### Task goal
The lines needed are those from the start of the records through the line holding "pub fn new(config: Arc<AgentConfig>)", each copied exactly.

▬▬▬▬▬▬

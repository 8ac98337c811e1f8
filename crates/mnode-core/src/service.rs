//! RPC surface exposed to the admitted controller.
//!
//! Every call names the link it arrived on. Supervisors are created lazily
//! per session and core kind, stamped with the session's peer and wired to
//! the controller callbacks it declared.

use std::sync::Arc;

use tracing::debug;

use crate::config::{AgentConfig, CoreKind};
use crate::error::AgentError;
use crate::session::{Admission, ControllerLink, SessionGuard};
use crate::subscription::{LogSink, LogSubscription};
use crate::supervisor::CoreSupervisor;
use crate::transform::TransformContext;

pub struct AgentService<L: ControllerLink> {
    config: Arc<AgentConfig>,
    sessions: SessionGuard<L>,
}

impl<L: ControllerLink> AgentService<L> {
    pub fn new(config: Arc<AgentConfig>) -> Self {
        let sessions = SessionGuard::new(config.probe_timeout);
        Self { config, sessions }
    }

    pub fn config(&self) -> &AgentConfig {
        &self.config
    }

    pub fn sessions(&self) -> &SessionGuard<L> {
        &self.sessions
    }

    pub async fn connect(&self, link: Arc<L>) -> Admission {
        self.sessions.on_connect(link).await
    }

    pub async fn disconnect(&self, link: &L) -> bool {
        self.sessions.on_disconnect(link).await
    }

    pub async fn shutdown(&self) {
        self.sessions.shutdown().await;
    }

    pub fn is_enabled(&self, kind: CoreKind) -> bool {
        self.config.core(kind).enabled
    }

    pub async fn start(&self, link: &Arc<L>, kind: CoreKind, raw: &[u8]) -> Result<(), AgentError> {
        let supervisor = self.supervisor_for(link, kind).await?;
        supervisor.start(raw).await
    }

    pub async fn stop(&self, link: &Arc<L>, kind: CoreKind) -> Result<(), AgentError> {
        match self.sessions.core(link, kind).await? {
            Some(supervisor) => supervisor.stop().await,
            None => debug!(event = "stop_without_core", core = %kind),
        }
        Ok(())
    }

    /// Restarts the session's core, or starts it when there is none yet.
    pub async fn restart(&self, link: &Arc<L>, kind: CoreKind, raw: &[u8]) -> Result<(), AgentError> {
        match self.sessions.core(link, kind).await? {
            Some(supervisor) => supervisor.restart(raw).await,
            None => self.start(link, kind, raw).await,
        }
    }

    pub async fn version(&self, link: &Arc<L>, kind: CoreKind) -> Result<Option<String>, AgentError> {
        let existing = self.sessions.core(link, kind).await?;
        if !self.is_enabled(kind) {
            return Ok(None);
        }
        match existing {
            Some(supervisor) => Ok(supervisor.version().map(str::to_string)),
            None => Ok(self.config.core(kind).launcher.probe_version().await),
        }
    }

    pub async fn fetch_logs(
        &self,
        link: &Arc<L>,
        kind: CoreKind,
        sink: Arc<dyn LogSink>,
    ) -> Result<LogSubscription, AgentError> {
        let existing = self.sessions.core(link, kind).await?;
        if !self.is_enabled(kind) {
            return Err(AgentError::CoreDisabled(kind));
        }
        match existing {
            Some(supervisor) => Ok(LogSubscription::spawn(
                supervisor.subscribe_logs(),
                sink,
                self.config.dispatch.clone(),
            )),
            None => Err(AgentError::NotRunning(kind)),
        }
    }

    async fn supervisor_for(&self, link: &Arc<L>, kind: CoreKind) -> Result<Arc<CoreSupervisor>, AgentError> {
        if !self.is_enabled(kind) {
            return Err(AgentError::CoreDisabled(kind));
        }
        if let Some(existing) = self.sessions.core(link, kind).await? {
            return Ok(existing);
        }

        let settings = self.config.core(kind);
        let transform = TransformContext {
            kind,
            peer: self.sessions.peer(link).await?,
            tls: self.config.tls.clone(),
            allowed_inbounds: settings.inbounds.clone(),
        };
        let supervisor =
            CoreSupervisor::new(settings.launcher.clone(), transform, self.config.supervisor.clone()).await;
        register_controller_hooks(&supervisor, link);
        debug!(
            event = "core_supervisor_created",
            core = %kind,
            version = supervisor.version().unwrap_or("unknown")
        );
        self.sessions.install_core(link, Arc::new(supervisor)).await
    }
}

fn register_controller_hooks<L: ControllerLink>(supervisor: &CoreSupervisor, link: &Arc<L>) {
    let kind = supervisor.kind();
    for (name, on_start) in [(kind.start_event(), true), (kind.stop_event(), false)] {
        if !link.supports(name) {
            debug!(event = "controller_hook_missing", core = %kind, name);
            continue;
        }
        let link = Arc::clone(link);
        let hook = move || {
            let link = Arc::clone(&link);
            async move { link.notify(name) }
        };
        if on_start {
            supervisor.on_start(hook);
        } else {
            supervisor.on_stop(hook);
        }
    }
}

#[cfg(test)]
mod tests {
    use super::*;
    use crate::config::{CoreSettings, DispatchSettings, SupervisorSettings, TlsMaterial};
    use crate::launcher::CoreLauncher;
    use crate::session::tests::FakeLink;
    use crate::supervisor::tests::{config_with, saved_tags, script_launcher, test_dir, wait_until, well_behaved_body};
    use std::path::Path;
    use std::sync::Mutex;
    use std::time::{Duration, Instant};

    fn agent_config(
        xray: CoreLauncher,
        sing_box: Option<CoreLauncher>,
        allowed: &[&str],
        terminate_timeout: Duration,
    ) -> Arc<AgentConfig> {
        let inbounds: Vec<String> = allowed.iter().map(|s| s.to_string()).collect();
        Arc::new(AgentConfig {
            xray: CoreSettings {
                enabled: true,
                launcher: xray,
                inbounds: inbounds.clone(),
            },
            sing_box: CoreSettings {
                enabled: sing_box.is_some(),
                launcher: sing_box
                    .unwrap_or_else(|| CoreLauncher::sing_box("/nonexistent/mnode/sing-box", "/tmp")),
                inbounds,
            },
            tls: TlsMaterial::default(),
            supervisor: SupervisorSettings {
                terminate_timeout,
                ..SupervisorSettings::default()
            },
            dispatch: DispatchSettings::default(),
            probe_timeout: Duration::from_millis(200),
        })
    }

    async fn connected(service: &AgentService<FakeLink>, capabilities: &[&str]) -> Arc<FakeLink> {
        let link = FakeLink::with_capabilities(1, Some("192.0.2.10"), capabilities);
        assert!(matches!(service.connect(link.clone()).await, Admission::Admitted { .. }));
        link
    }

    fn logs_script(dir: &Path) -> String {
        format!(
            "cat > '{}/config.json'\necho l1\necho l2\nsleep 0.7\necho l3\necho l4\necho l5\nexec sleep 30",
            dir.display()
        )
    }

    #[tokio::test(flavor = "multi_thread", worker_threads = 2)]
    async fn start_hands_filtered_config_to_the_core_and_notifies_controller() {
        let dir = test_dir("service-filter");
        let service = AgentService::new(agent_config(
            script_launcher(&dir, &well_behaved_body(&dir)),
            None,
            &["a"],
            Duration::from_secs(5),
        ));
        let link = connected(&service, &["on_start", "on_stop"]).await;

        service
            .start(&link, CoreKind::Xray, &config_with(&["a", "b"]))
            .await
            .expect("start");
        wait_until("config file", || saved_tags(&dir).is_some()).await;
        assert_eq!(saved_tags(&dir), Some(vec!["a".to_string()]));
        wait_until("on_start", || link.notified() == vec!["on_start"]).await;

        service.stop(&link, CoreKind::Xray).await.expect("stop");
        wait_until("on_stop", || link.notified() == vec!["on_start", "on_stop"]).await;
    }

    #[tokio::test(flavor = "multi_thread", worker_threads = 2)]
    async fn fetch_logs_batches_all_lines_in_order() {
        let dir = test_dir("service-logs");
        let service = AgentService::new(agent_config(
            script_launcher(&dir, &logs_script(&dir)),
            None,
            &[],
            Duration::from_secs(5),
        ));
        let link = connected(&service, &[]).await;
        service
            .start(&link, CoreKind::Xray, &config_with(&["a"]))
            .await
            .expect("start");

        let batches = Arc::new(Mutex::new(Vec::<String>::new()));
        let sink_batches = batches.clone();
        let sink = move |batch: &str| -> anyhow::Result<()> {
            sink_batches.lock().expect("batches").push(batch.to_string());
            Ok(())
        };
        let subscription = service
            .fetch_logs(&link, CoreKind::Xray, Arc::new(sink))
            .await
            .expect("fetch logs");

        let collected = batches.clone();
        wait_until("all lines", || collected.lock().expect("batches").concat() == "l1\nl2\nl3\nl4\nl5\n").await;
        subscription.stop().await;
        service.stop(&link, CoreKind::Xray).await.expect("stop");

        let batches = batches.lock().expect("batches").clone();
        assert!(batches.len() >= 2, "expected at least two batches: {batches:?}");
    }

    #[tokio::test(flavor = "multi_thread", worker_threads = 2)]
    async fn fetch_logs_replays_output_of_a_crashed_core() {
        let dir = test_dir("service-crash");
        let body = "cat > /dev/null\necho 'fatal: bad inbound'\nexit 3";
        let service = AgentService::new(agent_config(
            script_launcher(&dir, body),
            None,
            &[],
            Duration::from_secs(5),
        ));
        let link = connected(&service, &[]).await;
        service
            .start(&link, CoreKind::Xray, &config_with(&["a"]))
            .await
            .expect("launch");
        let supervisor = service
            .sessions()
            .core(&link, CoreKind::Xray)
            .await
            .expect("owned")
            .expect("supervisor");
        wait_until("exit", || !supervisor.is_running()).await;
        wait_until("output", || supervisor.logs().lines() == vec!["fatal: bad inbound"]).await;

        let batches = Arc::new(Mutex::new(Vec::<String>::new()));
        let sink_batches = batches.clone();
        let sink = move |batch: &str| -> anyhow::Result<()> {
            sink_batches.lock().expect("batches").push(batch.to_string());
            Ok(())
        };
        let subscription = service
            .fetch_logs(&link, CoreKind::Xray, Arc::new(sink))
            .await
            .expect("crashed core still serves its output");
        let collected = batches.clone();
        wait_until("replayed", || collected.lock().expect("batches").concat() == "fatal: bad inbound\n").await;
        subscription.stop().await;
    }

    #[tokio::test(flavor = "multi_thread", worker_threads = 2)]
    async fn stop_kills_a_core_ignoring_sigterm() {
        let dir = test_dir("service-kill");
        let body = "trap '' TERM\ncat > /dev/null\necho ready\nwhile :; do sleep 0.1; done";
        let service = AgentService::new(agent_config(
            script_launcher(&dir, body),
            None,
            &[],
            Duration::from_millis(400),
        ));
        let link = connected(&service, &[]).await;
        service
            .start(&link, CoreKind::Xray, &config_with(&[]))
            .await
            .expect("start");
        let supervisor = service
            .sessions()
            .core(&link, CoreKind::Xray)
            .await
            .expect("owned")
            .expect("supervisor");
        wait_until("ready", || supervisor.logs().lines().contains(&"ready".to_string())).await;

        let began = Instant::now();
        service.stop(&link, CoreKind::Xray).await.expect("stop");
        assert!(began.elapsed() < Duration::from_secs(3));
        assert!(!supervisor.is_running());
    }

    #[tokio::test(flavor = "multi_thread", worker_threads = 2)]
    async fn calls_from_a_rejected_link_fail() {
        let dir = test_dir("service-rejected");
        let service = AgentService::new(agent_config(
            script_launcher(&dir, &well_behaved_body(&dir)),
            None,
            &[],
            Duration::from_secs(5),
        ));
        let _active = connected(&service, &[]).await;
        let intruder = FakeLink::new(2, Some("192.0.2.99"));
        assert!(matches!(
            service.connect(intruder.clone()).await,
            Admission::Rejected { .. }
        ));

        let raw = config_with(&["a"]);
        assert_eq!(
            service.start(&intruder, CoreKind::Xray, &raw).await,
            Err(AgentError::SessionRejected)
        );
        assert_eq!(service.stop(&intruder, CoreKind::Xray).await, Err(AgentError::SessionRejected));
        assert_eq!(
            service.version(&intruder, CoreKind::Xray).await,
            Err(AgentError::SessionRejected)
        );
        let sink = |_: &str| -> anyhow::Result<()> { Ok(()) };
        assert_eq!(
            service.fetch_logs(&intruder, CoreKind::Xray, Arc::new(sink)).await.err(),
            Some(AgentError::SessionRejected)
        );
        assert!(saved_tags(&dir).is_none());
    }

    #[tokio::test]
    async fn disabled_sing_box_is_reported_not_started() {
        let dir = test_dir("service-disabled");
        let service = AgentService::new(agent_config(
            script_launcher(&dir, &well_behaved_body(&dir)),
            None,
            &[],
            Duration::from_secs(5),
        ));
        let link = connected(&service, &["on_singbox_start"]).await;

        assert!(service.is_enabled(CoreKind::Xray));
        assert!(!service.is_enabled(CoreKind::SingBox));
        assert_eq!(
            service.start(&link, CoreKind::SingBox, &config_with(&[])).await,
            Err(AgentError::CoreDisabled(CoreKind::SingBox))
        );
        assert_eq!(service.version(&link, CoreKind::SingBox).await, Ok(None));
        assert_eq!(service.stop(&link, CoreKind::SingBox).await, Ok(()));
    }

    #[tokio::test(flavor = "multi_thread", worker_threads = 2)]
    async fn restart_starts_when_nothing_runs_and_version_needs_no_process() {
        let dir = test_dir("service-restart");
        let launcher = script_launcher(&dir, &well_behaved_body(&dir));
        let service = AgentService::new(agent_config(
            launcher.clone(),
            Some(launcher),
            &[],
            Duration::from_secs(5),
        ));
        let link = connected(&service, &[]).await;

        assert_eq!(
            service.version(&link, CoreKind::SingBox).await,
            Ok(Some("1.9.3".to_string()))
        );
        let sink = |_: &str| -> anyhow::Result<()> { Ok(()) };
        assert_eq!(
            service.fetch_logs(&link, CoreKind::SingBox, Arc::new(sink)).await.err(),
            Some(AgentError::NotRunning(CoreKind::SingBox))
        );

        service
            .restart(&link, CoreKind::SingBox, &config_with(&["r"]))
            .await
            .expect("restart");
        wait_until("config file", || saved_tags(&dir) == Some(vec!["r".to_string()])).await;
        let supervisor = service
            .sessions()
            .core(&link, CoreKind::SingBox)
            .await
            .expect("owned")
            .expect("supervisor");
        assert!(supervisor.is_running());
        assert_eq!(supervisor.peer(), "192.0.2.10");

        assert!(service.disconnect(&link).await);
        assert!(!supervisor.is_running());
    }
}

▬▬▬▬▬▬

### Task output
repository 8ac98337c811e1f8
filename crates/mnode-core/src/service.rs
//! RPC surface exposed to the admitted controller.
//!
//! Every call names the link it arrived on. Supervisors are created lazily
//! per session and core kind, stamped with the session's peer and wired to
//! the controller callbacks it declared.

use std::sync::Arc;

use tracing::debug;

use crate::config::{AgentConfig, CoreKind};
use crate::error::AgentError;
use crate::session::{Admission, ControllerLink, SessionGuard};
use crate::subscription::{LogSink, LogSubscription};
use crate::supervisor::CoreSupervisor;
use crate::transform::TransformContext;

pub struct AgentService<L: ControllerLink> {
    config: Arc<AgentConfig>,
    sessions: SessionGuard<L>,
}

impl<L: ControllerLink> AgentService<L> {
    pub fn new(config: Arc<AgentConfig>) -> Self {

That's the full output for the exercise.